Accessible art
26 groups gain help with funds
As part of rehearsals, the crew used a sheet of metal, a drum, a tin can and a whistle to create the sound of a time machine whistling through the air into another era as part of a production of H.G. Wells’ “The Time Machine.”
“It is a production that wouldn’t exist if not for a grant from ArtsMemphis,” says Bob Arnold, executive director of Chatterbox Audio Theater. He is staging four productions of the science fiction drama at Clovernook Center for the Blind and Visually Impaired to give the feel of radio dramas from the 1930s and 1940s, like the riotinducing Wells classic “War of the Worlds” from 1938.

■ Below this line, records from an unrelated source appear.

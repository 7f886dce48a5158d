//! Multi-account message dispatch.
//!
//! A [`SessionProvider`] turns account credentials into open
//! [`AccountSession`]s. The [`SessionPool`] holds every account that
//! authenticated successfully, and [`dispatch::run`] walks the message list
//! once per pooled account, rotating the sender after each full pass.

pub mod dispatch;
pub mod params;
pub mod pool;
pub mod provider;

#[cfg(test)]
pub(crate) mod testing;

pub use {
    dispatch::{DispatchError, DispatchEvent, DispatchOutcome, DispatchReport, OnDispatchEvent},
    params::{DispatchParams, ParamError},
    pool::{PoolError, PooledSession, SessionPool},
    provider::{AccountSession, SessionError, SessionProvider},
};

The $3,000 grant to fund the Clovernook project is one of 26 grants presented this week for educational and outreach projects by arts groups across Memphis. From the Tennessee Shakespeare Company to Memphis Brooks Museum of Art, the 26 groups received $238,150, part of ArtsMemphis’ overall $3.3 million grants programfor 2012-13.
At ArtsMemphis, president and CEO Susan Schadt says the educational and outreach projects are part of a program that is intended to grow. ArtsMemphis launched the program using its own grant, $750,000 from the Assisi Foundation, to broaden arts education in the area over a three-year period.
“We are basing the first year on merit,” says Schadt, who will look for “community input and measurements,” including surveys, to determine which programs are funded during the next two years of the grant process.